● **Your objective**
Could you retype every entry below exactly as written?

Records excerpted from a collection:
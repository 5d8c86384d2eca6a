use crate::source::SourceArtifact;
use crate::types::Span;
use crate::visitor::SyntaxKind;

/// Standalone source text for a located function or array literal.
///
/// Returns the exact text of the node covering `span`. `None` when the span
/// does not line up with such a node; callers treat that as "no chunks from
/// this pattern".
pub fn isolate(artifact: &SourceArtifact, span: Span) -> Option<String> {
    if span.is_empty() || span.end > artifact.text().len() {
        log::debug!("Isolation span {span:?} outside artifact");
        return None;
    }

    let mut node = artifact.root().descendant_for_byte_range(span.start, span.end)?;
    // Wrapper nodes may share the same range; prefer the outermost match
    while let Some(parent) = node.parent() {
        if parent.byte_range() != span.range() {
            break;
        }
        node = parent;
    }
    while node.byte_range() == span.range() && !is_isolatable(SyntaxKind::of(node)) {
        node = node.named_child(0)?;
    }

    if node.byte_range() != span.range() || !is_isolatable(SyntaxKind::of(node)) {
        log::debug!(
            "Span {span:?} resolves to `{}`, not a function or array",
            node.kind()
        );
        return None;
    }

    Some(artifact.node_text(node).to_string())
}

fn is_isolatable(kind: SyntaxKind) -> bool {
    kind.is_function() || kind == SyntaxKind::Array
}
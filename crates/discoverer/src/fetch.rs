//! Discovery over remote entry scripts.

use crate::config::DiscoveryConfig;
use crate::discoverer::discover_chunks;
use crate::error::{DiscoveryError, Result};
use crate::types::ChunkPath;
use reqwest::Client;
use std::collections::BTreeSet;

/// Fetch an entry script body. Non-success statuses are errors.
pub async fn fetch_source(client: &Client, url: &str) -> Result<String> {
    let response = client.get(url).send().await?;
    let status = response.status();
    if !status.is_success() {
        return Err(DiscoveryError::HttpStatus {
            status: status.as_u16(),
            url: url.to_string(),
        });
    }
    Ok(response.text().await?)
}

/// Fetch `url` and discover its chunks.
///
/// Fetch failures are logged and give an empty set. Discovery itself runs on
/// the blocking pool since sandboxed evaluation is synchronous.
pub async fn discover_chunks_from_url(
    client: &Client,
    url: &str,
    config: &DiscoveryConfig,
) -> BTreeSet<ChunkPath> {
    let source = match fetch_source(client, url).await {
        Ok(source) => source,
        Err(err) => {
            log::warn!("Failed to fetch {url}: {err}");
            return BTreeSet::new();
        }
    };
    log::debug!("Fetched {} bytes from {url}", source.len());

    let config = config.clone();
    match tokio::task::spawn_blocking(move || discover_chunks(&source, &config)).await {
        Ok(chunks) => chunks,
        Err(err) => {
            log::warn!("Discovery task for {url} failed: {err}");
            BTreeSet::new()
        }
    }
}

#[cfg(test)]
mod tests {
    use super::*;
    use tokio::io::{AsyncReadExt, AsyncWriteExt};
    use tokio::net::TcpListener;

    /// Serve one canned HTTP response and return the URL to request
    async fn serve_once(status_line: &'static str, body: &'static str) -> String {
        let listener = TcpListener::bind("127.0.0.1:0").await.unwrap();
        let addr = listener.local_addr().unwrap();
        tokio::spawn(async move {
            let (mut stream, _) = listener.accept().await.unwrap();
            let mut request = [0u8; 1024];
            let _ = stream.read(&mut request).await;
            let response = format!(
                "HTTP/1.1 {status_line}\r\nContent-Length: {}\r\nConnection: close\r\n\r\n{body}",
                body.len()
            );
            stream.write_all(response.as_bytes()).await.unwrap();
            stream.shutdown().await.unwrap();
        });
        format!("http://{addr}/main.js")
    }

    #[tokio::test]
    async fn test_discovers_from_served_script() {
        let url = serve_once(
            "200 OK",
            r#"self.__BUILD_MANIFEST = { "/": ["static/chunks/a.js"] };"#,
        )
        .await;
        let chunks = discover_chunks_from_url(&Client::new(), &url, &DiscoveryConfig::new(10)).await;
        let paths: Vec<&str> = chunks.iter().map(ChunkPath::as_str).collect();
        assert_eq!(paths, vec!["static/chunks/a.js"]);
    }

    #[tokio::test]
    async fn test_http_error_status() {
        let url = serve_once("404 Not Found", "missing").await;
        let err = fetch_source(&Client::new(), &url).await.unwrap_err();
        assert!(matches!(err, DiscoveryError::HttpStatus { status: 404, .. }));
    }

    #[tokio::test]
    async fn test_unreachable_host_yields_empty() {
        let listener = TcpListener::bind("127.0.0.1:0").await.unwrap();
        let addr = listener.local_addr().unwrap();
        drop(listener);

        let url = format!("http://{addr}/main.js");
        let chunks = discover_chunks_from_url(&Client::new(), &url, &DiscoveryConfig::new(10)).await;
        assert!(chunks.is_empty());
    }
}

● **Response to the task**
repository 5d8c86384d2eca6a
use crate::source::SourceArtifact;
use crate::types::Span;
use crate::visitor::SyntaxKind;

/// Standalone source text for a located function or array literal.
///
/// Returns the exact text of the node covering `span`. `None` when the span
/// does not line up with such a node; callers treat that as "no chunks from
/// this pattern".
pub fn isolate(artifact: &SourceArtifact, span: Span) -> Option<String> {
    if span.is_empty() || span.end > artifact.text().len() {
        log::debug!("Isolation span {span:?} outside artifact");
        return None;
    }

    let mut node = artifact.root().descendant_for_byte_range(span.start, span.end)?;
    // Wrapper nodes may share the same range; prefer the outermost match
    while let Some(parent) = node.parent() {
        if parent.byte_range() != span.range() {
            break;
        }
        node = parent;
    }
    while node.byte_range() == span.range() && !is_isolatable(SyntaxKind::of(node)) {
        node = node.named_child(0)?;
    }

    if node.byte_range() != span.range() || !is_isolatable(SyntaxKind::of(node)) {
        log::debug!(
            "Span {span:?} resolves to `{}`, not a function or array",
            node.kind()
        );
        return None;
    }

    Some(artifact.node_text(node).to_string())
}

fn is_isolatable(kind: SyntaxKind) -> bool {
    kind.is_function() || kind == SyntaxKind::Array
}
filename crates/discoverer/src/fetch.rs
//! Discovery over remote entry scripts.

use crate::config::DiscoveryConfig;
use crate::discoverer::discover_chunks;
use crate::error::{DiscoveryError, Result};
use crate::types::ChunkPath;
use reqwest::Client;
use std::collections::BTreeSet;

/// Fetch an entry script body. Non-success statuses are errors.
pub async fn fetch_source(client: &Client, url: &str) -> Result<String> {
    let response = client.get(url).send().await?;
    let status = response.status();
    if !status.is_success() {
        return Err(DiscoveryError::HttpStatus {
            status: status.as_u16(),
            url: url.to_string(),
        });
    }
    Ok(response.text().await?)
}

/// Fetch `url` and discover its chunks.
///
/// Fetch failures are logged and give an empty set. Discovery itself runs on
/// the blocking pool since sandboxed evaluation is synchronous.
pub async fn discover_chunks_from_url(
    client: &Client,
    url: &str,
    config: &DiscoveryConfig,
) -> BTreeSet<ChunkPath> {
    let source = match fetch_source(client, url).await {
        Ok(source) => source,
        Err(err) => {
            log::warn!("Failed to fetch {url}: {err}");
            return BTreeSet::new();
        }
    };
    log::debug!("Fetched {} bytes from {url}", source.len());

    let config = config.clone();
    match tokio::task::spawn_blocking(move || discover_chunks(&source, &config)).await {
        Ok(chunks) => chunks,
        Err(err) => {
            log::warn!("Discovery task for {url} failed: {err}");
            BTreeSet::new()
        }
    }
}

#[cfg(test)]
mod tests {
    use super::*;
    use tokio::io::{AsyncReadExt, AsyncWriteExt};
    use tokio::net::TcpListener;

    /// Serve one canned HTTP response and return the URL to request
    async fn serve_once(status_line: &'static str, body: &'static str) -> String {
        let listener = TcpListener::bind("127.0.0.1:0").await.unwrap();
        let addr = listener.local_addr().unwrap();
        tokio::spawn(async move {
            let (mut stream, _) = listener.accept().await.unwrap();
            let mut request = [0u8; 1024];
            let _ = stream.read(&mut request).await;
            let response = format!(
                "HTTP/1.1 {status_line}\r\nContent-Length: {}\r\nConnection: close\r\n\r\n{body}",
                body.len()
            );
            stream.write_all(response.as_bytes()).await.unwrap();
            stream.shutdown().await.unwrap();
        });
        format!("http://{addr}/main.js")
    }

    #[tokio::test]
    async fn test_discovers_from_served_script() {
        let url = serve_once(
            "200 OK",
            r#"self.__BUILD_MANIFEST = { "/": ["static/chunks/a.js"] };"#,
        )
        .await;
        let chunks = discover_chunks_from_url(&Client::new(), &url, &DiscoveryConfig::new(10)).await;
        let paths: Vec<&str> = chunks.iter().map(ChunkPath::as_str).collect();
        assert_eq!(paths, vec!["static/chunks/a.js"]);
    }

    #[tokio::test]
    async fn test_http_error_status() {
        let url = serve_once("404 Not Found", "missing").await;
        let err = fetch_source(&Client::new(), &url).await.unwrap_err();
        assert!(matches!(err, DiscoveryError::HttpStatus { status: 404, .. }));
    }

    #[tokio::test]
    async fn test_unreachable_host_yields_empty() {
        let listener = TcpListener::bind("127.0.0.1:0").await.unwrap();
        let addr = listener.local_addr().unwrap();
        drop(listener);

        let url = format!("http://{addr}/main.js");
        let chunks = discover_chunks_from_url(&Client::new(), &url, &DiscoveryConfig::new(10)).await;
        assert!(chunks.is_empty());
    }
}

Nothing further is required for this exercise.